* **WHAT NEEDS TO BE DONE**:
Output the entries verbatim, including every line.

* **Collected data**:
____________________
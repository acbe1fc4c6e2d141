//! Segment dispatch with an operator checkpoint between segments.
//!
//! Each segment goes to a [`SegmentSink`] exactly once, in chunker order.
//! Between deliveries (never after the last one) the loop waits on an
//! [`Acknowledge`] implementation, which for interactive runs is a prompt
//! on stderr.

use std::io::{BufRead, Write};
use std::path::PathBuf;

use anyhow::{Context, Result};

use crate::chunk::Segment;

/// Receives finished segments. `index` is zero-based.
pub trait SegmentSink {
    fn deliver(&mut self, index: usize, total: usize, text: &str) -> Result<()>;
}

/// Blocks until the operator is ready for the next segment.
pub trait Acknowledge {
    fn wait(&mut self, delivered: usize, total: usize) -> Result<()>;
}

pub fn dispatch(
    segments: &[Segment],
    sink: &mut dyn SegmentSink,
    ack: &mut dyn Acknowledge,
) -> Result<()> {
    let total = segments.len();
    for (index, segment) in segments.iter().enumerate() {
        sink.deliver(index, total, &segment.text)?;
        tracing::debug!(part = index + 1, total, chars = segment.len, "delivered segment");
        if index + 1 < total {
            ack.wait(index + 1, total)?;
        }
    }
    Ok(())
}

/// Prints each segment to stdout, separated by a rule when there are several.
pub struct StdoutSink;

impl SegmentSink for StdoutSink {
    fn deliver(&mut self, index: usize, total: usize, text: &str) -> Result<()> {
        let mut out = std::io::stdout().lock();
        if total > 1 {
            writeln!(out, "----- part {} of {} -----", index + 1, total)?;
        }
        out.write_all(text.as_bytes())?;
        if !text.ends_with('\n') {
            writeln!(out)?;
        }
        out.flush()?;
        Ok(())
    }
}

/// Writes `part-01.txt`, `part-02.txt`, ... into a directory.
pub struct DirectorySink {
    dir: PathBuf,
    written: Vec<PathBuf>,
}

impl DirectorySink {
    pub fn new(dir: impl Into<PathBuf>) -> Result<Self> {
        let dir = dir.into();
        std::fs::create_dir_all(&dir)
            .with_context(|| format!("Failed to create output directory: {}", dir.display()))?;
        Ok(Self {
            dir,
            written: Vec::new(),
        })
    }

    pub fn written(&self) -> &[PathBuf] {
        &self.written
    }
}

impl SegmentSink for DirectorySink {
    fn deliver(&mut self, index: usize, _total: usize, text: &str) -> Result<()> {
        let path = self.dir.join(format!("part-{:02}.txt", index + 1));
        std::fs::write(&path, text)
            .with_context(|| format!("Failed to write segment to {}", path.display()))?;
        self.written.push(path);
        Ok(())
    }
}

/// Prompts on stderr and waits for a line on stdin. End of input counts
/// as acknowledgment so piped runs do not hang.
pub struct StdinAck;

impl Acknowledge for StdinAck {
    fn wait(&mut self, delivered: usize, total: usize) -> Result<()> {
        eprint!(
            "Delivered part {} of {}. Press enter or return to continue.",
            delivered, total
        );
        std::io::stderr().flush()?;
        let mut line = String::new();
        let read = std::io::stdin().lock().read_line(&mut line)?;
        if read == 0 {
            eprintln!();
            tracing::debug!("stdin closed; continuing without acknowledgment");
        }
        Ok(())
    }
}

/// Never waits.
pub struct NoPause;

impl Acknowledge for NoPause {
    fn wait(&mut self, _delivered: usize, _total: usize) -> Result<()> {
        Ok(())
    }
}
____________________
* **ANSWER SECTION**:
repository acbe1fc4c6e2d141
//! Segment dispatch with an operator checkpoint between segments.
//!
//! Each segment goes to a [`SegmentSink`] exactly once, in chunker order.
//! Between deliveries (never after the last one) the loop waits on an
//! [`Acknowledge`] implementation, which for interactive runs is a prompt
//! on stderr.

use std::io::{BufRead, Write};
use std::path::PathBuf;

use anyhow::{Context, Result};

use crate::chunk::Segment;

/// Receives finished segments. `index` is zero-based.
pub trait SegmentSink {
    fn deliver(&mut self, index: usize, total: usize, text: &str) -> Result<()>;
}

/// Blocks until the operator is ready for the next segment.
pub trait Acknowledge {
    fn wait(&mut self, delivered: usize, total: usize) -> Result<()>;
}

pub fn dispatch(
    segments: &[Segment],
    sink: &mut dyn SegmentSink,
    ack: &mut dyn Acknowledge,
) -> Result<()> {
    let total = segments.len();
    for (index, segment) in segments.iter().enumerate() {
        sink.deliver(index, total, &segment.text)?;
        tracing::debug!(part = index + 1, total, chars = segment.len, "delivered segment");
        if index + 1 < total {
            ack.wait(index + 1, total)?;
        }
    }
    Ok(())
}

/// Prints each segment to stdout, separated by a rule when there are several.
pub struct StdoutSink;

impl SegmentSink for StdoutSink {
    fn deliver(&mut self, index: usize, total: usize, text: &str) -> Result<()> {
        let mut out = std::io::stdout().lock();
        if total > 1 {
            writeln!(out, "----- part {} of {} -----", index + 1, total)?;
        }
        out.write_all(text.as_bytes())?;
        if !text.ends_with('\n') {
            writeln!(out)?;
        }
        out.flush()?;
        Ok(())
    }
}

/// Writes `part-01.txt`, `part-02.txt`, ... into a directory.
pub struct DirectorySink {
    dir: PathBuf,
    written: Vec<PathBuf>,
}

impl DirectorySink {
    pub fn new(dir: impl Into<PathBuf>) -> Result<Self> {
        let dir = dir.into();
        std::fs::create_dir_all(&dir)
            .with_context(|| format!("Failed to create output directory: {}", dir.display()))?;
        Ok(Self {
            dir,
            written: Vec::new(),
        })
    }

    pub fn written(&self) -> &[PathBuf] {
        &self.written
    }
}

impl SegmentSink for DirectorySink {
    fn deliver(&mut self, index: usize, _total: usize, text: &str) -> Result<()> {
        let path = self.dir.join(format!("part-{:02}.txt", index + 1));
        std::fs::write(&path, text)
            .with_context(|| format!("Failed to write segment to {}", path.display()))?;
        self.written.push(path);
        Ok(())
    }
}

/// Prompts on stderr and waits for a line on stdin. End of input counts
/// as acknowledgment so piped runs do not hang.
pub struct StdinAck;

impl Acknowledge for StdinAck {
    fn wait(&mut self, delivered: usize, total: usize) -> Result<()> {
        eprint!(
            "Delivered part {} of {}. Press enter or return to continue.",
            delivered, total
        );
        std::io::stderr().flush()?;
        let mut line = String::new();
        let read = std::io::stdin().lock().read_line(&mut line)?;
        if read == 0 {
            eprintln!();
            tracing::debug!("stdin closed; continuing without acknowledgment");
        }
        Ok(())
    }
}

/// Never waits.
pub struct NoPause;

impl Acknowledge for NoPause {
    fn wait(&mut self, _delivered: usize, _total: usize) -> Result<()> {
        Ok(())
    }
}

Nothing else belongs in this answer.